Synthesis of 4,6-disubstituted pyrazolo[3,4-d]pyrimidine analogues: Cyclin-dependent kinase 2 (CDK2) inhibition, molecular docking and anticancer evaluation

The cyclin-dependent kinases (CDKs) play a crucial role in cell cycle progression and are validated targets of cancer therapy. Pyrazolopyrimidines are versatile scaffolds, which have been exploited for developing potential anticancer agents. We herein report the synthesis and in vitro CDK2/cyclin E kinase inhibitory activity of 34 novel 4,6-disubstituted pyrazolo [3,4-d]pyrimidines (9a-9s, 13a-13h, 14a-14d, 15a-15c). The structure-activity relationship (SAR) studies revealed that compounds with thiopentane/thiophenethyl group at C-6 and heteroatom-containing bicyclic moiety (benzofuran) at C-4 exhibited good CDK2 inhibitory activity.
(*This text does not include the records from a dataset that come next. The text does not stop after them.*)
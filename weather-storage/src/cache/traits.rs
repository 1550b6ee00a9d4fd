//! Cache backend trait and shared helpers.

use std::sync::atomic::{AtomicU64, Ordering};
use std::time::Duration;

use async_trait::async_trait;
use chrono::{DateTime, Utc};
use weather_core::{CityKey, StorageError, StorageTier, WeatherSnapshot};

/// Key namespace used when none is configured.
pub const DEFAULT_CACHE_PREFIX: &str = "weather_api";

/// Build the namespaced cache key for a city.
pub fn cache_key(prefix: &str, city: &CityKey) -> String {
    format!("{}:{}", prefix, city)
}

/// Cache backend trait for pluggable cache implementations.
///
/// Implementations must be safe under concurrent `get`/`set` on the same key;
/// the last write wins. No request deduplication happens at this layer.
#[async_trait]
pub trait FastCache: Send + Sync {
    /// Get a live snapshot, or `None` on miss, expiry, corruption or backend
    /// failure.
    async fn get(&self, city: &CityKey) -> Option<WeatherSnapshot>;

    /// Store a snapshot that expires after `ttl`.
    async fn set(
        &self,
        city: &CityKey,
        ttl: Duration,
        snapshot: &WeatherSnapshot,
    ) -> Result<(), StorageError>;

    /// Get cache statistics.
    async fn stats(&self) -> CacheStats;

    /// Short backend name for logs and health output.
    fn backend_name(&self) -> &'static str;
}

/// Statistics about cache usage.
#[derive(Debug, Clone, Default, PartialEq, Eq)]
pub struct CacheStats {
    pub hits: u64,
    pub misses: u64,
    /// Entries currently held, where the backend can tell.
    pub entry_count: u64,
    /// Entries dropped because they outlived their TTL.
    pub expirations: u64,
    /// Entries dropped because they could not be decoded.
    pub corrupt_entries: u64,
}

impl CacheStats {
    /// Calculate the hit rate (0.0 to 1.0).
    pub fn hit_rate(&self) -> f64 {
        let total = self.hits + self.misses;
        if total == 0 {
            0.0
        } else {
            self.hits as f64 / total as f64
        }
    }
}

/// Lock-free counters shared by the backends.
#[derive(Debug, Default)]
pub(crate) struct StatsCounters {
    hits: AtomicU64,
    misses: AtomicU64,
    expirations: AtomicU64,
    corrupt_entries: AtomicU64,
}

impl StatsCounters {
    pub(crate) fn record_hit(&self) {
        self.hits.fetch_add(1, Ordering::Relaxed);
    }

    pub(crate) fn record_miss(&self) {
        self.misses.fetch_add(1, Ordering::Relaxed);
    }

    pub(crate) fn record_expiration(&self) {
        self.expirations.fetch_add(1, Ordering::Relaxed);
    }

    pub(crate) fn record_corrupt(&self) {
        self.corrupt_entries.fetch_add(1, Ordering::Relaxed);
    }

    pub(crate) fn snapshot(&self, entry_count: u64) -> CacheStats {
        CacheStats {
            hits: self.hits.load(Ordering::Relaxed),
            misses: self.misses.load(Ordering::Relaxed),
            entry_count,
            expirations: self.expirations.load(Ordering::Relaxed),
            corrupt_entries: self.corrupt_entries.load(Ordering::Relaxed),
        }
    }
}

/// Absolute expiry, in epoch milliseconds, for an entry written at `now`.
pub(crate) fn expires_at_millis(now: DateTime<Utc>, ttl: Duration) -> Result<i64, StorageError> {
    let ttl_millis = i64::try_from(ttl.as_millis()).map_err(|_| StorageError::Encode {
        reason: format!("ttl {:?} out of range", ttl),
    })?;
    now.timestamp_millis()
        .checked_add(ttl_millis)
        .ok_or_else(|| StorageError::Encode {
            reason: format!("ttl {:?} out of range", ttl),
        })
}

pub(crate) fn encode_snapshot(snapshot: &WeatherSnapshot) -> Result<Vec<u8>, StorageError> {
    serde_json::to_vec(snapshot).map_err(|e| StorageError::Encode {
        reason: e.to_string(),
    })
}

pub(crate) fn decode_snapshot(key: &str, bytes: &[u8]) -> Result<WeatherSnapshot, StorageError> {
    serde_json::from_slice(bytes).map_err(|e| StorageError::Decode {
        path: key.to_string(),
        reason: e.to_string(),
    })
}

pub(crate) fn cache_unavailable(reason: impl Into<String>) -> StorageError {
    StorageError::Unavailable {
        tier: StorageTier::Cache,
        reason: reason.into(),
    }
}
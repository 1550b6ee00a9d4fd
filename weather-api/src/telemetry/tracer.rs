//! Tracing subscriber initialization.

use tracing_subscriber::{fmt, layer::SubscriberExt, util::SubscriberInitExt, EnvFilter};

use crate::error::{ApiError, ApiResult};

/// Filter applied when `RUST_LOG` is unset or unparsable.
pub const DEFAULT_LOG_FILTER: &str =
    "weather_api=debug,weather_storage=info,tower_http=info,info";

#[derive(Debug, Clone, Copy, PartialEq, Eq, Default)]
pub enum LogFormat {
    /// Human-readable lines.
    #[default]
    Pretty,
    /// One JSON object per event.
    Json,
}

/// Telemetry configuration from environment variables.
#[derive(Debug, Clone)]
pub struct TelemetryConfig {
    pub service_name: String,
    pub service_version: String,
    pub log_format: LogFormat,
}

impl Default for TelemetryConfig {
    fn default() -> Self {
        Self {
            service_name: std::env::var("WEATHER_SERVICE_NAME")
                .unwrap_or_else(|_| "weather-api".to_string()),
            service_version: env!("CARGO_PKG_VERSION").to_string(),
            log_format: match std::env::var("WEATHER_LOG_FORMAT") {
                Ok(v) if v.eq_ignore_ascii_case("json") => LogFormat::Json,
                _ => LogFormat::Pretty,
            },
        }
    }
}

fn env_filter() -> EnvFilter {
    EnvFilter::try_from_default_env().unwrap_or_else(|_| EnvFilter::new(DEFAULT_LOG_FILTER))
}

/// Install the global tracing subscriber.
///
/// Call once at startup; a second call fails because a global subscriber is
/// already set.
pub fn init_tracer(config: &TelemetryConfig) -> ApiResult<()> {
    let registry = tracing_subscriber::registry().with(env_filter());
    let result = match config.log_format {
        LogFormat::Json => registry.with(fmt::layer().json()).try_init(),
        LogFormat::Pretty => registry.with(fmt::layer()).try_init(),
    };
    result.map_err(|e| ApiError::internal_error(format!("Failed to init subscriber: {}", e)))?;

    tracing::info!(
        service_name = config.service_name,
        service_version = config.service_version,
        log_format = ?config.log_format,
        "Telemetry initialized"
    );

    Ok(())
}

#[cfg(test)]
mod tests {
    use super::*;

    struct EnvVarGuard {
        key: &'static str,
        original: Option<String>,
    }

    impl EnvVarGuard {
        fn set(key: &'static str, value: Option<&str>) -> Self {
            let original = std::env::var(key).ok();
            match value {
                Some(v) => std::env::set_var(key, v),
                None => std::env::remove_var(key),
            }
            Self { key, original }
        }
    }

    impl Drop for EnvVarGuard {
        fn drop(&mut self) {
            match self.original.as_deref() {
                Some(v) => std::env::set_var(self.key, v),
                None => std::env::remove_var(self.key),
            }
        }
    }

    #[test]
    fn test_telemetry_config_log_format() {
        {
            let _guard = EnvVarGuard::set("WEATHER_LOG_FORMAT", Some("JSON"));
            assert_eq!(TelemetryConfig::default().log_format, LogFormat::Json);
        }
        {
            let _guard = EnvVarGuard::set("WEATHER_LOG_FORMAT", None);
            let config = TelemetryConfig::default();
            assert_eq!(config.log_format, LogFormat::Pretty);
            assert_eq!(config.service_version, env!("CARGO_PKG_VERSION"));
        }
    }

    #[test]
    fn test_default_filter_parses() {
        assert!(EnvFilter::try_new(DEFAULT_LOG_FILTER).is_ok());
    }

    #[test]
    fn test_second_init_fails() {
        let config = TelemetryConfig {
            service_name: "weather-api-test".to_string(),
            service_version: "0.0.0".to_string(),
            log_format: LogFormat::Pretty,
        };
        // Another test may have installed a subscriber first; either way the
        // second call in this test must fail.
        let _ = init_tracer(&config);
        assert!(init_tracer(&config).is_err());
    }
}
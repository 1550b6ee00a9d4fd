//! Router-level tests: the full Axum app over instrumented in-memory tiers.

use std::sync::Arc;
use std::time::Duration;

use async_trait::async_trait;
use axum::{
    body::{to_bytes, Body},
    http::{Request, StatusCode},
    Router,
};
use serde_json::Value;
use tower::ServiceExt;
use weather_api::routes::weather::SOURCE_HEADER;
use weather_api::{create_router, AppState};
use weather_core::{CityKey, OriginClient, OriginError, WeatherSnapshot};
use weather_storage::{InMemoryEventLog, InMemoryFastCache, InMemoryObjectStore, SqliteEventLog};
use weather_test_utils::{fixtures, MockOriginClient, TestStack};

const TIMEOUT: Duration = Duration::from_secs(5);

fn app_for(stack: &TestStack) -> Router {
    let state = AppState::new(
        stack.cache.clone(),
        stack.log.clone(),
        stack.store.clone(),
        stack.origin.clone(),
        fixtures::default_config(),
        TIMEOUT,
    );
    create_router(state, &[])
}

async fn get(app: Router, uri: &str) -> (StatusCode, Option<String>, Value) {
    let response = app
        .oneshot(Request::get(uri).body(Body::empty()).expect("request"))
        .await
        .expect("infallible");
    let status = response.status();
    let source = response
        .headers()
        .get(SOURCE_HEADER)
        .and_then(|v| v.to_str().ok())
        .map(str::to_string);
    let body = to_bytes(response.into_body(), usize::MAX)
        .await
        .expect("body");
    let json = serde_json::from_slice(&body).unwrap_or(Value::Null);
    (status, source, json)
}

// ============================================================================
// WEATHER
// ============================================================================

#[tokio::test]
async fn test_weather_miss_then_cache_hit() {
    let stack = TestStack::new(fixtures::default_config());
    let app = app_for(&stack);

    let (status, source, body) = get(app.clone(), "/weather?city=%20Warsaw%20").await;
    assert_eq!(status, StatusCode::OK);
    assert_eq!(source.as_deref(), Some("origin"));
    assert_eq!(body["location_name"], "warsaw");
    assert_eq!(body["temperature_celsius"], "17 °C");
    assert_eq!(stack.origin.calls(), 1);
    assert_eq!(stack.store.stores(), 1);
    assert_eq!(stack.log.puts(), 1);

    stack.reset_counts();
    let (status, source, cached) = get(app, "/weather?city=WARSAW").await;
    assert_eq!(status, StatusCode::OK);
    assert_eq!(source.as_deref(), Some("cache"));
    assert_eq!(cached, body);
    assert_eq!(stack.calls_beyond_cache(), 0);
}

#[tokio::test]
async fn test_weather_second_chance_after_cache_eviction() {
    let stack = TestStack::new(fixtures::default_config());
    let app = app_for(&stack);

    let (status, _, first) = get(app.clone(), "/weather?city=warsaw").await;
    assert_eq!(status, StatusCode::OK);

    stack.cache.evict_all();
    stack.reset_counts();

    let (status, source, second) = get(app, "/weather?city=warsaw").await;
    assert_eq!(status, StatusCode::OK);
    assert_eq!(source.as_deref(), Some("second_chance"));
    assert_eq!(second, first);
    assert_eq!(stack.origin.calls(), 0);
    assert_eq!(stack.cache.sets(), 1);
}

#[tokio::test]
async fn test_weather_rejects_missing_or_blank_city() {
    let stack = TestStack::new(fixtures::default_config());

    for uri in ["/weather", "/weather?city=", "/weather?city=%20%20"] {
        let (status, _, body) = get(app_for(&stack), uri).await;
        assert_eq!(status, StatusCode::BAD_REQUEST, "{}", uri);
        assert_eq!(body["code"], "INVALID_INPUT");
    }
    assert_eq!(stack.cache.gets(), 0);
    assert_eq!(stack.origin.calls(), 0);
}

#[tokio::test]
async fn test_weather_unknown_city_is_404() {
    let origin = MockOriginClient::failing(OriginError::CityNotFound {
        city: "atlantis".to_string(),
    });
    let stack = TestStack::with_origin(fixtures::default_config(), origin);

    let (status, _, body) = get(app_for(&stack), "/weather?city=Atlantis").await;
    assert_eq!(status, StatusCode::NOT_FOUND);
    assert_eq!(body["code"], "CITY_NOT_FOUND");
    assert_eq!(stack.store.stores(), 0);
    assert_eq!(stack.cache.sets(), 0);
}

#[tokio::test]
async fn test_weather_provider_failure_is_502() {
    let origin = MockOriginClient::failing(OriginError::Status {
        status: 401,
        message: "Invalid API key".to_string(),
    });
    let stack = TestStack::with_origin(fixtures::default_config(), origin);

    let (status, _, body) = get(app_for(&stack), "/weather?city=warsaw").await;
    assert_eq!(status, StatusCode::BAD_GATEWAY);
    assert_eq!(body["code"], "UPSTREAM_FAILURE");
    assert!(body["message"]
        .as_str()
        .is_some_and(|m| m.contains("Invalid API key")));
}

#[tokio::test]
async fn test_weather_survives_write_through_failures() {
    let stack = TestStack::new(fixtures::default_config());
    stack.store.fail_stores(true);
    stack.cache.fail_sets(true);

    let (status, source, body) = get(app_for(&stack), "/weather?city=warsaw").await;
    assert_eq!(status, StatusCode::OK);
    assert_eq!(source.as_deref(), Some("origin"));
    assert_eq!(body["location_name"], "warsaw");
    // Store failed, so nothing was appended to the log.
    assert_eq!(stack.log.puts(), 0);
}

struct StalledOrigin;

#[async_trait]
impl OriginClient for StalledOrigin {
    async fn fetch(
        &self,
        city: &CityKey,
        requested_time: &str,
    ) -> Result<WeatherSnapshot, OriginError> {
        tokio::time::sleep(Duration::from_secs(30)).await;
        Ok(fixtures::sample_snapshot(city.as_str(), requested_time))
    }
}

#[tokio::test]
async fn test_weather_timeout_is_504() {
    let state = AppState::new(
        Arc::new(InMemoryFastCache::new()),
        Arc::new(InMemoryEventLog::new()),
        Arc::new(InMemoryObjectStore::new()),
        Arc::new(StalledOrigin),
        fixtures::default_config(),
        Duration::from_millis(50),
    );
    let app = create_router(state, &[]);

    let (status, _, body) = get(app, "/weather?city=warsaw").await;
    assert_eq!(status, StatusCode::GATEWAY_TIMEOUT);
    assert_eq!(body["code"], "TIMEOUT");
}

// ============================================================================
// HEALTH, METRICS, OPENAPI
// ============================================================================

#[tokio::test]
async fn test_health_endpoints() {
    let stack = TestStack::new(fixtures::default_config());
    let app = app_for(&stack);

    let response = app
        .clone()
        .oneshot(Request::get("/health/ping").body(Body::empty()).expect("request"))
        .await
        .expect("infallible");
    assert_eq!(response.status(), StatusCode::OK);
    let body = to_bytes(response.into_body(), usize::MAX).await.expect("body");
    assert_eq!(&body[..], b"pong");

    let (status, _, body) = get(app.clone(), "/health/live").await;
    assert_eq!(status, StatusCode::OK);
    assert_eq!(body["status"], "healthy");

    let (status, _, body) = get(app, "/health/ready").await;
    assert_eq!(status, StatusCode::OK);
    assert_eq!(body["details"]["event_log"]["component"], "event_log");
}

#[tokio::test]
async fn test_readiness_reports_broken_event_log() {
    let dir = tempfile::tempdir().expect("tempdir");
    let log = SqliteEventLog::new(dir.path().join("missing").join("events.sqlite3"));
    let state = AppState::new(
        Arc::new(InMemoryFastCache::new()),
        Arc::new(log),
        Arc::new(InMemoryObjectStore::new()),
        Arc::new(MockOriginClient::new()),
        fixtures::default_config(),
        TIMEOUT,
    );

    let (status, _, body) = get(create_router(state, &[]), "/health/ready").await;
    assert_eq!(status, StatusCode::SERVICE_UNAVAILABLE);
    assert_eq!(body["status"], "unhealthy");
    assert_eq!(body["details"]["event_log"]["status"], "unhealthy");
}

#[tokio::test]
async fn test_metrics_endpoint_counts_lookups() {
    let stack = TestStack::new(fixtures::default_config());
    let app = app_for(&stack);
    let (status, _, _) = get(app.clone(), "/weather?city=krakow").await;
    assert_eq!(status, StatusCode::OK);

    let response = app
        .oneshot(Request::get("/metrics").body(Body::empty()).expect("request"))
        .await
        .expect("infallible");
    assert_eq!(response.status(), StatusCode::OK);
    let body = to_bytes(response.into_body(), usize::MAX).await.expect("body");
    let text = String::from_utf8_lossy(&body);
    assert!(text.contains("weather_lookups_total{source=\"origin\"}"));
    assert!(text.contains("path=\"/weather\""));
}

#[tokio::test]
async fn test_openapi_json_served() {
    let stack = TestStack::new(fixtures::default_config());
    let (status, _, body) = get(app_for(&stack), "/openapi.json").await;
    assert_eq!(status, StatusCode::OK);
    assert!(body["paths"]["/weather"].is_object());
}

#[tokio::test]
async fn test_unknown_route_is_404() {
    let stack = TestStack::new(fixtures::default_config());
    let (status, _, _) = get(app_for(&stack), "/forecast").await;
    assert_eq!(status, StatusCode::NOT_FOUND);
}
Further, the binding energies obtained for the active compounds from in silico molecular docking studies with CDK2 were found to be in consonance with the observed SAR and experimental results. In addition, some of the synthesized compounds showed anti-proliferative activity against K-562 (chronic myelogenous leukaemia) and MCF-7 (breast adenocarcinoma) cell lines in micromolar ranges. Further, the cytotoxicity studies on CHO cell line revealed that all the compounds are non-toxic to normal cells and are safe. Thus, the research findings revealed the anticancer potential of 4,6-disubstituted pyrazolo [3,4-d]pyrimidine derivatives which could be further considered for lead optimization.